The Coast Guard has selected Eastern Shipbuilding to build its new Offshore Patrol Cutters and awarded the Florida shipbuilder a $110.3 million contract for the first hull and options for eight more, the service announced late Thursday.
Eastern beat out General Dynamics Bath Iron Works and Bollinger Shipyards for the design and construction of the potential $2.38 billion program in the Coast Guard’s second round competition for what the service calls its, “highest investment priority.”
The first hull is estimated to deliver in 2021.
In 2014 the Coast Guard awarded $64 million in design contracts to Eastern, Bollinger and BIW for the competition to build the replacement for the service’s decades-old medium endurance cutters from a field of eight yards competing for the work.
The service has estimated the ships would cost about $421 million a hull for a total buy of 25 cutters.
The OPC will replace the service’s 210-foot and 270-foot Medium Endurance Cutters. It will feature increased range and endurance, powerful weapons, a larger flight deck, and improved command, control, communications, computers, intelligence, surveillance and reconnaissance (C4ISR) equipment. The OPC will accommodate aircraft and small boat operations in all weather,” read a May Congressional Research Service report on Coast Guard Procurement.
In the statement, Commandant Adm. Paul Zukunft said, “whether combating transnational organized criminal networks off Central America or patrolling in the increasingly accessible Arctic, the Offshore Patrol Cutter will ensure our nation’s maritime security and economic interests are preserved for decades to come.”
The following is the Sept. 15, 2016 announcement from the Coast Guard.
US Coast Guard awards Phase II OPC contract
WASHINGTON — The Coast Guard awarded a contract to Eastern Shipbuilding Group, Inc., of Panama City, Florida, Thursday for the production of the lead Offshore Patrol Cutter (OPC) and up to eight follow-on cutters.
The total award was valued at $110.29 million. The contract has a potential value of $2.38 billion with options to produce nine cutters.
The OPC acquisition will replace the service’s aging fleet of medium endurance cutters, some that are in excess of 50 years old.

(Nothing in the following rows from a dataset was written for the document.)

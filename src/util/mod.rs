//! Filesystem helpers.

pub mod fs;
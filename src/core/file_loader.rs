//! Whole-file reads for credential sources.

use crate::error::SecretError;
use std::fs::File;
use std::io::{self, Read};
use std::path::Path;

/// Read the full contents of `path` as UTF-8 text.
///
/// The file handle lives only for the duration of the call.
pub fn read_to_string(path: &Path) -> Result<String, SecretError> {
    let mut file = File::open(path).map_err(|e| SecretError::file_read(path, e))?;
    let mut bytes = Vec::new();
    file.read_to_end(&mut bytes)
        .map_err(|e| SecretError::file_read(path, e))?;
    String::from_utf8(bytes).map_err(|e| {
        SecretError::file_read(path, io::Error::new(io::ErrorKind::InvalidData, e))
    })
}
//! Centralized constants for defaults, payload keys, and permissions.

/// Namespace used when neither flag, env var, nor config file names one.
pub const DEFAULT_NAMESPACE: &str = "flux-system";

/// Default deadline for store operations (5 minutes).
pub const DEFAULT_TIMEOUT_SECS: u64 = 300;

/// Longest accepted store deadline (30 days).
pub const MAX_TIMEOUT_SECS: u64 = 30 * 24 * 3600;

/// Default directory holding the file-backed resource store.
pub const DEFAULT_STORE_DIR: &str = "/var/lib/helmcred";

/// Default location of the optional configuration file.
pub const DEFAULT_CONFIG_PATH: &str = "/etc/helmcred/config.toml";

/// Environment variable holding a `tracing` filter directive.
pub const LOG_ENV: &str = "HELMCRED_LOG";

/// Permission mode for the store directory.
pub const STORE_DIR_MODE: u32 = 0o700;

/// Permission mode for the store file.
pub const STORE_FILE_MODE: u32 = 0o600;

/// How often a blocked store call re-tries the store lock.
pub const LOCK_POLL_INTERVAL_MS: u64 = 25;

/// Maximum length of a DNS-1123 subdomain name.
pub const MAX_NAME_LEN: usize = 253;

/// Payload key for the basic-auth username.
pub const KEY_USERNAME: &str = "username";

/// Payload key for the basic-auth password.
pub const KEY_PASSWORD: &str = "password";

/// Payload key for the TLS client certificate.
pub const KEY_CERT_FILE: &str = "certFile";

/// Payload key for the TLS client key.
pub const KEY_KEY_FILE: &str = "keyFile";

/// Payload key for the CA bundle.
pub const KEY_CA_FILE: &str = "caFile";

/// `apiVersion` written into exported documents.
pub const EXPORT_API_VERSION: &str = "v1";

/// `kind` written into exported documents.
pub const EXPORT_KIND: &str = "Secret";
//! CLI routing and command dispatch.

use crate::constants;
use crate::core::config;
use crate::core::export::ExportFormat;
use crate::core::paths::StorePaths;
use crate::models::config::ConfigFile;
use anyhow::{Context, Result};
use clap::{Parser, Subcommand};
use std::path::PathBuf;
use std::time::Duration;
use tracing::warn;

pub mod create;
pub mod describe;

/// Shared context passed to all command handlers.
pub struct CliContext {
    pub paths: StorePaths,
    pub namespace: String,
    pub timeout: Duration,
    pub export_format: ExportFormat,
}

#[derive(Parser, Debug)]
#[command(
    name = "helmcred",
    version,
    about = "Create or update secrets for Helm repository authentication"
)]
pub struct Cli {
    /// Configuration file
    #[arg(long, global = true, value_name = "PATH", env = "HELMCRED_CONFIG")]
    pub config: Option<PathBuf>,

    /// Directory of the resource store
    #[arg(long, global = true, value_name = "PATH", env = "HELMCRED_STORE_DIR")]
    pub store_dir: Option<PathBuf>,

    /// Namespace of the secret
    #[arg(short = 'n', long, global = true, env = "HELMCRED_NAMESPACE")]
    pub namespace: Option<String>,

    /// Deadline for store operations (e.g. 30s, 5m, 1m30s)
    #[arg(long, global = true, value_parser = parse_duration, env = "HELMCRED_TIMEOUT")]
    pub timeout: Option<Duration>,

    /// Log debug output to stderr
    #[arg(short, long, global = true)]
    pub verbose: bool,

    #[command(subcommand)]
    pub command: Commands,
}

impl Cli {
    pub fn run(self) -> Result<()> {
        let config = self.load_config()?;
        let defaults = config.defaults;

        let namespace = self
            .namespace
            .filter(|ns| !ns.is_empty())
            .or(defaults.namespace)
            .unwrap_or_else(|| constants::DEFAULT_NAMESPACE.to_string());

        let timeout = match (self.timeout, defaults.timeout) {
            (Some(t), _) => t,
            (None, Some(raw)) => parse_duration(&raw)
                .map_err(anyhow::Error::msg)
                .context("invalid timeout in config file")?,
            (None, None) => Duration::from_secs(constants::DEFAULT_TIMEOUT_SECS),
        };

        let ctx = CliContext {
            paths: StorePaths::resolve(self.store_dir, defaults.store_dir),
            namespace,
            timeout,
            export_format: defaults.export_format.unwrap_or_default(),
        };

        match self.command {
            Commands::Create(args) => create::run(&ctx, args),
            Commands::Describe(args) => describe::run(&ctx, args),
        }
    }

    /// Explicit config paths must exist; the default one is optional and
    /// read best-effort.
    fn load_config(&self) -> Result<ConfigFile> {
        if let Some(path) = &self.config {
            if !path.is_file() {
                anyhow::bail!("config file not found: {}", path.display());
            }
            return config::load(path);
        }
        let path = PathBuf::from(constants::DEFAULT_CONFIG_PATH);
        match config::load(&path) {
            Ok(config) => Ok(config),
            Err(e) => {
                warn!("ignoring config {}: {:#}", path.display(), e);
                Ok(ConfigFile::default())
            }
        }
    }
}

#[derive(Subcommand, Debug)]
pub enum Commands {
    /// Create or update a Helm repository authentication secret
    Create(create::CreateArgs),
    /// Show a stored secret's metadata and payload keys
    Describe(describe::DescribeArgs),
}

/// Validate a secret name as a DNS-1123 subdomain.
pub fn parse_secret_name(s: &str) -> Result<String, String> {
    if s.is_empty() {
        return Err("secret name is required".into());
    }
    if s.len() > constants::MAX_NAME_LEN {
        return Err(format!(
            "must be no more than {} characters",
            constants::MAX_NAME_LEN
        ));
    }
    if !s
        .chars()
        .all(|c| c.is_ascii_lowercase() || c.is_ascii_digit() || c == '-' || c == '.')
    {
        return Err("only lowercase [a-z0-9.-] allowed".into());
    }
    let alnum = |c: Option<char>| c.is_some_and(|c| c.is_ascii_alphanumeric());
    if !alnum(s.chars().next()) || !alnum(s.chars().last()) {
        return Err("must start and end with an alphanumeric character".into());
    }
    Ok(s.to_string())
}

/// Parse a Go-style duration (`1m30s`, `500ms`, `2h`) or bare seconds,
/// up to `MAX_TIMEOUT_SECS`.
pub fn parse_duration(s: &str) -> Result<Duration, String> {
    let s = s.trim();
    if s.is_empty() {
        return Err("empty duration".into());
    }
    let out_of_range = || format!("duration '{}' out of range", s);
    let max = Duration::from_secs(constants::MAX_TIMEOUT_SECS);

    let total = if let Ok(secs) = s.parse::<u64>() {
        Duration::from_secs(secs)
    } else {
        let mut total = Duration::ZERO;
        let mut rest = s;
        while !rest.is_empty() {
            let digits = rest
                .find(|c: char| !c.is_ascii_digit())
                .ok_or_else(|| format!("missing unit in duration '{}'", s))?;
            if digits == 0 {
                return Err(format!("invalid duration '{}'", s));
            }
            let value: u64 = rest[..digits].parse().map_err(|_| out_of_range())?;
            rest = &rest[digits..];
            let unit_len = rest
                .find(|c: char| c.is_ascii_digit())
                .unwrap_or(rest.len());
            let unit = match &rest[..unit_len] {
                "ms" => Some(Duration::from_millis(value)),
                "s" => Some(Duration::from_secs(value)),
                "m" => value.checked_mul(60).map(Duration::from_secs),
                "h" => value.checked_mul(3600).map(Duration::from_secs),
                other => return Err(format!("unknown unit '{}' in duration '{}'", other, s)),
            };
            total = unit
                .and_then(|u| total.checked_add(u))
                .ok_or_else(out_of_range)?;
            rest = &rest[unit_len..];
        }
        total
    };

    if total > max {
        return Err(out_of_range());
    }
    Ok(total)
}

Each OPC will feature a flight deck and advanced command, control, communications, computers, intelligence, surveillance and reconnaissance equipment.
The OPC will provide a capability bridge between the National Security Cutter and the Fast Response Cutter, which operates closer to shore.
“The Offshore Patrol Cutter acquisition is the Coast Guard’s highest investment priority, and we are proud to announce this important milestone,” said Commandant of the Coast Guard Adm. Paul Zukunft. “The Offshore Patrol Cutter will replace our aging medium endurance cutters and provide the majority of offshore presence by the Coast Guard’s cutter fleet. Whether combating transnational organized criminal networks off Central America or patrolling in the increasingly accessible Arctic, the Offshore Patrol Cutter will ensure our Nation’s maritime security and economic interests are preserved for decades to come.”
The first OPC is expected to be delivered in fiscal year 2021; the service plans to build 25 OPCs.
The Coast Guard is currently evaluating home porting options.